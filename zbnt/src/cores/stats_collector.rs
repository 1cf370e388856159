//! Per-port traffic counters

use super::{
    arg,
    flag,
    log_identifier,
    reading,
    Announce,
    CoreArgs,
    FromNode,
    HardwareCore,
    PropertyError,
    PropertyResult,
};
use crate::{
    messages::{
        CoreKind,
        PropertyId,
    },
    mmio::Registers,
};
use kstring::KString;
use tracing::info;
use zbnt_derive::RegisterBlock;

pub const CFG_ENABLE: u16 = 1;
pub const CFG_RESET: u16 = 2;
pub const CFG_HOLD: u16 = 4;
pub const CFG_LOG_ENABLE: u16 = 8;

#[derive(RegisterBlock)]
#[repr(C)]
pub struct StatsRegisters {
    config: u16,
    log_identifier: u16,
    sample_period: u32,
    overflow_count: u64,
    time: u64,
    tx_bytes: u64,
    tx_good: u64,
    tx_bad: u64,
    rx_bytes: u64,
    rx_good: u64,
    rx_bad: u64,
}

#[derive(Debug)]
pub struct StatsCollector {
    name: KString,
    index: u32,
    port: u8,
    regs: Registers<StatsRegisters>,
}

impl FromNode for StatsCollector {
    const COMPATIBLE: &'static str = "zbnt,stats-collector";

    fn from_node(args: CoreArgs<'_>) -> anyhow::Result<Self> {
        let port: u8 = args.required("zbnt,ports")?;
        let regs = Registers::<StatsRegisters>::new(args.window)?;
        regs.set_config(CFG_LOG_ENABLE | CFG_ENABLE);
        regs.set_sample_period(12_500_000);
        regs.set_log_identifier(log_identifier(args.index));
        info!(core = args.name, port, "Stats collector connected");
        Ok(Self {
            name: KString::from_ref(args.name),
            index: args.index,
            port,
            regs,
        })
    }
}

impl HardwareCore for StatsCollector {
    fn name(&self) -> &str {
        &self.name
    }

    fn kind(&self) -> CoreKind {
        CoreKind::StatsCollector
    }

    fn index(&self) -> u32 {
        self.index
    }

    fn ports(&self) -> u64 {
        u64::from(self.port)
    }

    fn announce(&self, out: &mut Vec<u8>) {
        let mut rec = Announce::begin(out, self.index, self.kind());
        rec.property(PropertyId::Ports, &[self.port]);
        rec.finish();
    }

    fn set_reset(&mut self, reset: bool) {
        self.regs.set_config(if reset { CFG_RESET } else { 0 });
    }

    fn set_property(&mut self, prop: PropertyId, value: &[u8]) -> PropertyResult<()> {
        let config = self.regs.config();
        match prop {
            PropertyId::Enable => {
                let enable = u16::from(arg::<u8>(value, 0)?) & CFG_ENABLE;
                self.regs.set_config((config & !CFG_ENABLE) | enable);
            }
            PropertyId::EnableLog => {
                if flag(value)? {
                    self.regs.set_config(config | CFG_LOG_ENABLE);
                } else {
                    self.regs.set_config(config & !CFG_LOG_ENABLE);
                }
            }
            PropertyId::SamplePeriod => self.regs.set_sample_period(arg(value, 0)?),
            // Read-only
            PropertyId::OverflowCount => {}
            _ => return Err(PropertyError::Unsupported(prop)),
        }
        Ok(())
    }

    fn get_property(&self, prop: PropertyId, _params: &[u8]) -> PropertyResult<Vec<u8>> {
        let config = self.regs.config();
        match prop {
            #[allow(clippy::cast_possible_truncation)]
            PropertyId::Enable => reading(&((config & CFG_ENABLE) as u8)),
            PropertyId::EnableLog => reading(&u8::from(config & CFG_LOG_ENABLE != 0)),
            PropertyId::SamplePeriod => reading(&self.regs.sample_period()),
            PropertyId::OverflowCount => reading(&self.regs.overflow_count()),
            _ => Err(PropertyError::Unsupported(prop)),
        }
    }
}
· · ·
**What is needed**
Select every line of the records holding the string "SamplePeriod".

**Answer for the task**
            PropertyId::SamplePeriod => self.regs.set_sample_period(arg(value, 0)?),
            PropertyId::SamplePeriod => reading(&self.regs.sample_period()),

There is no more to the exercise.